◆ **Your objective**
Where a line of the material includes the string "push", copy that line.

◆ **Dataset entries**
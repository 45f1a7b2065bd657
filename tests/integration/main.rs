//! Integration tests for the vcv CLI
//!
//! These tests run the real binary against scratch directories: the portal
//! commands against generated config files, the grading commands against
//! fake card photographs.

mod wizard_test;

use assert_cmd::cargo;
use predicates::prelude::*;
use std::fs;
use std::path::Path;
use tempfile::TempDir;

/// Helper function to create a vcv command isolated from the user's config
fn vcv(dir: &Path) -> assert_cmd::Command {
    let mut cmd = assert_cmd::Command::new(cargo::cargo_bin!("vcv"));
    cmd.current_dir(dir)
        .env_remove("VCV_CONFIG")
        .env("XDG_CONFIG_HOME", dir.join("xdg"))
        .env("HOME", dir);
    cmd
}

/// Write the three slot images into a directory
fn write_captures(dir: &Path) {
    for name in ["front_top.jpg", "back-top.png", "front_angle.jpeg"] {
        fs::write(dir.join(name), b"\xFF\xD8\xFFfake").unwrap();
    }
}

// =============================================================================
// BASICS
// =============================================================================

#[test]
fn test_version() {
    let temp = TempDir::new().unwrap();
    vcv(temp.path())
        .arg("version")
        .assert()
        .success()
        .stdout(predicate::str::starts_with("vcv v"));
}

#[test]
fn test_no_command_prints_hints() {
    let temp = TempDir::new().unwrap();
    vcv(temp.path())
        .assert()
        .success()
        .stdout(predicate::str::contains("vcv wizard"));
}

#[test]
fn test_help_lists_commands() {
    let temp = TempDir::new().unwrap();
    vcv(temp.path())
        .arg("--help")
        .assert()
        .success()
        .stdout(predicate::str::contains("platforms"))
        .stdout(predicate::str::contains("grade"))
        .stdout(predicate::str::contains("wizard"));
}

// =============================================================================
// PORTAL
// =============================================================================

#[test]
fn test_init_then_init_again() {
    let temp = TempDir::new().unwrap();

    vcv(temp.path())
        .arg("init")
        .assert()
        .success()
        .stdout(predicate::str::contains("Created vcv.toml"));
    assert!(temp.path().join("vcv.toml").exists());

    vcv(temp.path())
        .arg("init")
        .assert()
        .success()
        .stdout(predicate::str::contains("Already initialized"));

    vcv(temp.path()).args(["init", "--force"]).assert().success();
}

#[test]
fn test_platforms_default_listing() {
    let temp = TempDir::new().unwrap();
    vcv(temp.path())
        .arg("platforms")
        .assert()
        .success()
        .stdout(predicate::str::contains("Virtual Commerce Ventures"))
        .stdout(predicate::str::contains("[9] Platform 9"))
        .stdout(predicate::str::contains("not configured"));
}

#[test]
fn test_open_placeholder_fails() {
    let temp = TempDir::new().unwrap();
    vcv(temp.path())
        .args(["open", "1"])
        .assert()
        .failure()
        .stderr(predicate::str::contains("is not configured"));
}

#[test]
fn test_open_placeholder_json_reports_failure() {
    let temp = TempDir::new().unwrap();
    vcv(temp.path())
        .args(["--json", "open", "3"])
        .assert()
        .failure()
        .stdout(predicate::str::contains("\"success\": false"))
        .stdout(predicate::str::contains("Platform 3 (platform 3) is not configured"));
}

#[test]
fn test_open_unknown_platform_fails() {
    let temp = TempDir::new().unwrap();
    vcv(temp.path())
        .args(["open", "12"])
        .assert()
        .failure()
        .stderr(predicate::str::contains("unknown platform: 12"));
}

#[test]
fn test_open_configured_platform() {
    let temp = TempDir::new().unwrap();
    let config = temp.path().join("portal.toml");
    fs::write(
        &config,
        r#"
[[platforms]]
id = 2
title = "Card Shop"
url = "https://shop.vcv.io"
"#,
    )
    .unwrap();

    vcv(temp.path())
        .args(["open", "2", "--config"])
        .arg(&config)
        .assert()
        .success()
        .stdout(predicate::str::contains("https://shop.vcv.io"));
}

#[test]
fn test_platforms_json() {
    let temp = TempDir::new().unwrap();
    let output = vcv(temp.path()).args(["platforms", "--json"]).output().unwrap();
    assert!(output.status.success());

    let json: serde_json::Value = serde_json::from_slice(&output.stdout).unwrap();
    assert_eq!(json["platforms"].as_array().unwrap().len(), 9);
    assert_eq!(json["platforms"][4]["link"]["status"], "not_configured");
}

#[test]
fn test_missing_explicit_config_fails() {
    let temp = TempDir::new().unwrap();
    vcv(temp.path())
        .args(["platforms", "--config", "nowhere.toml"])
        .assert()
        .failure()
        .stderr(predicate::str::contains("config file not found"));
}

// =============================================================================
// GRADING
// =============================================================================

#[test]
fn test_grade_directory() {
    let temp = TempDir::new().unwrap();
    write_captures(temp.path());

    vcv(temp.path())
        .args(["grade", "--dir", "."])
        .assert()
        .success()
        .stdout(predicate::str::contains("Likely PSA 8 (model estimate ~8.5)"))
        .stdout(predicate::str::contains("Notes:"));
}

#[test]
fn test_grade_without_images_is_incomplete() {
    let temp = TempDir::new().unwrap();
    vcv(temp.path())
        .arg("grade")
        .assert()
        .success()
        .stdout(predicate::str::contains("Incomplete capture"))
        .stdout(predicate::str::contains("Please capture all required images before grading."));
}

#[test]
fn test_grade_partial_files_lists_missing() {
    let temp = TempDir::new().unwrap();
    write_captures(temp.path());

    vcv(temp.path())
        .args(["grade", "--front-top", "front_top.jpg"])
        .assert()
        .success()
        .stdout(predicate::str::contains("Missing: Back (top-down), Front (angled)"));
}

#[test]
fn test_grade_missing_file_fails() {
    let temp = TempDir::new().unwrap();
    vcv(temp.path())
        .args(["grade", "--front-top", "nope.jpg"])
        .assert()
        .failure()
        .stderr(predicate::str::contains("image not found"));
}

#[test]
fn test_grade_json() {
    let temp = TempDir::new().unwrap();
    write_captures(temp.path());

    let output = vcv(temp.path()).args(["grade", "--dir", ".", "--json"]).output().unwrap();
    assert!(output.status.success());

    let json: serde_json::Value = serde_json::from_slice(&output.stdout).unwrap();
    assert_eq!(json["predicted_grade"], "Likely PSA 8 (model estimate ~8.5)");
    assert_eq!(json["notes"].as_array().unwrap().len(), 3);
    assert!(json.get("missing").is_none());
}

==

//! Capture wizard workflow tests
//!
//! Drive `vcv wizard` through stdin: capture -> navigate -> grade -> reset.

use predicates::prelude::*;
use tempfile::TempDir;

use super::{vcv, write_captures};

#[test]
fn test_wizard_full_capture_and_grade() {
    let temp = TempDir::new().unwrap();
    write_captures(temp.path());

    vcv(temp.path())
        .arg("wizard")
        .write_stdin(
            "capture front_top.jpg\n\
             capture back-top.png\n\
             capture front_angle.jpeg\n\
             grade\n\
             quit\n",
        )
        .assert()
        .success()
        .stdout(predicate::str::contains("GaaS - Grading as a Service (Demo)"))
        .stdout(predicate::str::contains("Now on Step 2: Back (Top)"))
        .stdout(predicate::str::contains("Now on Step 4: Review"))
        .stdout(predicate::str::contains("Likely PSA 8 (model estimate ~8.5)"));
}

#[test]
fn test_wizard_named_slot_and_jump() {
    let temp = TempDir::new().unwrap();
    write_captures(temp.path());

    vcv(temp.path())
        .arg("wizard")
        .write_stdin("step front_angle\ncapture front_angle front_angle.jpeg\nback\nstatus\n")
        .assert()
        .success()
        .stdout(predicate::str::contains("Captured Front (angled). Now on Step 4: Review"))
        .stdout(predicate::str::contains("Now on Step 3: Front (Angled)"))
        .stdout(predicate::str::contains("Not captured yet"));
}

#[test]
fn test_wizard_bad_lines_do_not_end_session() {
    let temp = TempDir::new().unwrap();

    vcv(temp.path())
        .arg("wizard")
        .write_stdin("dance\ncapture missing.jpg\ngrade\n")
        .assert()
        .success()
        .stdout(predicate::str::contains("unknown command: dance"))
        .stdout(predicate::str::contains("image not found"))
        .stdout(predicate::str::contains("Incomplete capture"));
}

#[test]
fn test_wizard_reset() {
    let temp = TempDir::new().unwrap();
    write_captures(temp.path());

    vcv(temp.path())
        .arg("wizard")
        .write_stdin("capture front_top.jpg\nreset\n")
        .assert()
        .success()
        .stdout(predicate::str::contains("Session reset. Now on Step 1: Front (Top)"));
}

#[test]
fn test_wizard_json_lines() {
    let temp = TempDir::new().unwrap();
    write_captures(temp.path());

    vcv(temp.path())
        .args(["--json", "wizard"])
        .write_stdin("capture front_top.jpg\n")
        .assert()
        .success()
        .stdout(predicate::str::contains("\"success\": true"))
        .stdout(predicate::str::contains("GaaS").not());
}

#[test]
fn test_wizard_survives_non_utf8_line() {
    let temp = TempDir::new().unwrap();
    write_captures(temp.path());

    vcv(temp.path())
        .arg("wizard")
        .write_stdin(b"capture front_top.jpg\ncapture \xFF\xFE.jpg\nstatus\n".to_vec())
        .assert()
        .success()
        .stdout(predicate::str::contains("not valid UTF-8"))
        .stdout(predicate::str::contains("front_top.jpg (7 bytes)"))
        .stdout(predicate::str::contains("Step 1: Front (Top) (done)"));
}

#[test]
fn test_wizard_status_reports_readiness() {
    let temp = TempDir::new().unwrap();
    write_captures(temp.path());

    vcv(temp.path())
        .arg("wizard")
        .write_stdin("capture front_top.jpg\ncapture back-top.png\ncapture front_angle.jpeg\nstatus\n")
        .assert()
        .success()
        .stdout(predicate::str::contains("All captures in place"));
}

==

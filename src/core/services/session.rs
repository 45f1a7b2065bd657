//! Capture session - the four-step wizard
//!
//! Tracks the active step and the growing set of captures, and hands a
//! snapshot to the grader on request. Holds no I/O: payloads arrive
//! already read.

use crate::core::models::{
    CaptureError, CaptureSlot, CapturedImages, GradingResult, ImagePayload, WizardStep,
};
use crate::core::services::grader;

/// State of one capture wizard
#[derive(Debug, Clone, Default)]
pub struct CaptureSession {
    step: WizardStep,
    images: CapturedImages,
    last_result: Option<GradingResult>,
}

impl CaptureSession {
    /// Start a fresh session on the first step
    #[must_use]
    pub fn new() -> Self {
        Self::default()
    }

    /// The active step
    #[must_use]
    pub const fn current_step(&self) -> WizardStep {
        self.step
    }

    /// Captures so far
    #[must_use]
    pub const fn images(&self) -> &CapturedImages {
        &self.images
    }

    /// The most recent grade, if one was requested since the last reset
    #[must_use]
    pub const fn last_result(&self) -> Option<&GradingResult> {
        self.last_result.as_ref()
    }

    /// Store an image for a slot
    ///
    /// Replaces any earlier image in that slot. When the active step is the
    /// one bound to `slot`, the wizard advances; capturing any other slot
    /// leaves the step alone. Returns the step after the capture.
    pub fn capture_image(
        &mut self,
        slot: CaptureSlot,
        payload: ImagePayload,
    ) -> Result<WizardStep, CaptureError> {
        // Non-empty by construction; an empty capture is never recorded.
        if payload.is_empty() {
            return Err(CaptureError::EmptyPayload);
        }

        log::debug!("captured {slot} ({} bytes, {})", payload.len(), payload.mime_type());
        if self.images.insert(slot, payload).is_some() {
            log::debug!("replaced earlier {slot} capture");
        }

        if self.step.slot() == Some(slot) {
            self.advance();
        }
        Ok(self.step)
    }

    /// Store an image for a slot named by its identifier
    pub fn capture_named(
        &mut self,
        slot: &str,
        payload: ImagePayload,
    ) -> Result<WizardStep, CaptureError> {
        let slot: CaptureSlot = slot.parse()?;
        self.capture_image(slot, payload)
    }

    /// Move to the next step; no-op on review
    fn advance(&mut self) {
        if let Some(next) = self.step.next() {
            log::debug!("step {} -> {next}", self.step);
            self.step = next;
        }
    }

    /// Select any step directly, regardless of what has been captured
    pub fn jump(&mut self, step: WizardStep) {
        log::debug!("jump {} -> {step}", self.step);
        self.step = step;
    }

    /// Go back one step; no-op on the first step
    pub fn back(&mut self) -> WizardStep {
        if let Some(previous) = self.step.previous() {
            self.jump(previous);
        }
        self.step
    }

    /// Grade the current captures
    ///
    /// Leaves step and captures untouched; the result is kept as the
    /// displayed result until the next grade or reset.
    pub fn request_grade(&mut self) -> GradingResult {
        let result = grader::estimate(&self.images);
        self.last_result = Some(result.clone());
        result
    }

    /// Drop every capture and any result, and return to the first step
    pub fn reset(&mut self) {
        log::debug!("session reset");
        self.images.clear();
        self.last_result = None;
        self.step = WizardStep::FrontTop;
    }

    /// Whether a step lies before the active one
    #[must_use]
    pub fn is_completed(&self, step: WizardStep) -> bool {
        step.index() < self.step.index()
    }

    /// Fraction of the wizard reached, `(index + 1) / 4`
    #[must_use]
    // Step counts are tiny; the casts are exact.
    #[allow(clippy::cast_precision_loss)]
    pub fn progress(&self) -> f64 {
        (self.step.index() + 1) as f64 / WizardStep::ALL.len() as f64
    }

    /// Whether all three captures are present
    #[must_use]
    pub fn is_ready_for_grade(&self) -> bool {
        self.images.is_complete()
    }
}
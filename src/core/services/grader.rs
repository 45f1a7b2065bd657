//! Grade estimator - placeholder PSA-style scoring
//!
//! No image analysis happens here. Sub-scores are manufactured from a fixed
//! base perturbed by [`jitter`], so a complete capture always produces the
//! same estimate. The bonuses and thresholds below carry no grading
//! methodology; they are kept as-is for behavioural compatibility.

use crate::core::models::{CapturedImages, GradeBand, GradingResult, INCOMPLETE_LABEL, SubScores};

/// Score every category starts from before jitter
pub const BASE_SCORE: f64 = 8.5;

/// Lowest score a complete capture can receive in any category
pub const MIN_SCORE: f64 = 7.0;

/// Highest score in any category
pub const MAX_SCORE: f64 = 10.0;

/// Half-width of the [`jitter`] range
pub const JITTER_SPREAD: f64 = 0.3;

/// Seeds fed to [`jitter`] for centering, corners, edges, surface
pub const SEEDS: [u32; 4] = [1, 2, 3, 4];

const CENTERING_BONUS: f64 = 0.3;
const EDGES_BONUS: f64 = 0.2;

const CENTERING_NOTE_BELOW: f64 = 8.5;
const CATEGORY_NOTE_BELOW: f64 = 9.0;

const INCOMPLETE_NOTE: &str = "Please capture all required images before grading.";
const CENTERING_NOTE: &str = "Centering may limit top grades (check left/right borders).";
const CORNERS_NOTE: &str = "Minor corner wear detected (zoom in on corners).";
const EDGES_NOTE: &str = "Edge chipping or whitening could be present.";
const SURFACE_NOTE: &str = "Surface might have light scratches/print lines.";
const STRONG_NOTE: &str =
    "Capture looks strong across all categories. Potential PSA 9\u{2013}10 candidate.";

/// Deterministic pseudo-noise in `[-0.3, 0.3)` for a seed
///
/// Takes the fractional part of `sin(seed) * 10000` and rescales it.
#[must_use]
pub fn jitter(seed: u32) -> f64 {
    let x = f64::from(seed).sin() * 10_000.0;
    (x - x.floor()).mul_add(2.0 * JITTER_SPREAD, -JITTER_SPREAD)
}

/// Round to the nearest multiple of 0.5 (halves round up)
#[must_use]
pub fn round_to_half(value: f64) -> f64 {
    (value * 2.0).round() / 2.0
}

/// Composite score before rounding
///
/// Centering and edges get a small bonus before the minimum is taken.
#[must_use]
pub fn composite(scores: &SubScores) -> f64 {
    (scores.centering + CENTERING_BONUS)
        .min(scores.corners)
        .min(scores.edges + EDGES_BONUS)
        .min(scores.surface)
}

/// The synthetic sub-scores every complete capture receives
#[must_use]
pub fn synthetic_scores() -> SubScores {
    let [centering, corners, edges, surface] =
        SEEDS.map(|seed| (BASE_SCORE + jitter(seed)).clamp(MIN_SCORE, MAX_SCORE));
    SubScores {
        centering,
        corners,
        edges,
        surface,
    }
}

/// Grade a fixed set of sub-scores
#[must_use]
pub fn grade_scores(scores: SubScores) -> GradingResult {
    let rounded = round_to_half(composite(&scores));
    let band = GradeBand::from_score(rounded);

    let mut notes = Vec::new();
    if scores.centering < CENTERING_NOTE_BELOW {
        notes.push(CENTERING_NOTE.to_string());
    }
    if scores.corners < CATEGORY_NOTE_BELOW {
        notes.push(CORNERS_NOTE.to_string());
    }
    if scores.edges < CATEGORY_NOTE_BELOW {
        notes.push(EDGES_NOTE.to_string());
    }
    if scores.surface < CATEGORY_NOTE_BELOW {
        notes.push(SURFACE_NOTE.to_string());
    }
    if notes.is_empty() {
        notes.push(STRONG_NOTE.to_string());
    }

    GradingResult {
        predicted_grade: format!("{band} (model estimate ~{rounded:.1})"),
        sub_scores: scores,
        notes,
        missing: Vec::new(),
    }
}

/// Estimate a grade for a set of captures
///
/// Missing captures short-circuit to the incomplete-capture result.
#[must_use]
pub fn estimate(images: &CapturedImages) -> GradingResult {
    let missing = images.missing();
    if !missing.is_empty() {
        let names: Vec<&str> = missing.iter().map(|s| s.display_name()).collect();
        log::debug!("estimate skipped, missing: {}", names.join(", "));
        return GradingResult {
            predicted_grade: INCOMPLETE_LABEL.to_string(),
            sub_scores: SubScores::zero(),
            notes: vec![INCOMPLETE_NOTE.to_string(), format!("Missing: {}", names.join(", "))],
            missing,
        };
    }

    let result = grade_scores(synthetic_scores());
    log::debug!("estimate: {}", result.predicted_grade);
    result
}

◆ **Problem solution**
        notes.push(CENTERING_NOTE.to_string());
        notes.push(CORNERS_NOTE.to_string());
        notes.push(EDGES_NOTE.to_string());
        notes.push(SURFACE_NOTE.to_string());
        notes.push(STRONG_NOTE.to_string());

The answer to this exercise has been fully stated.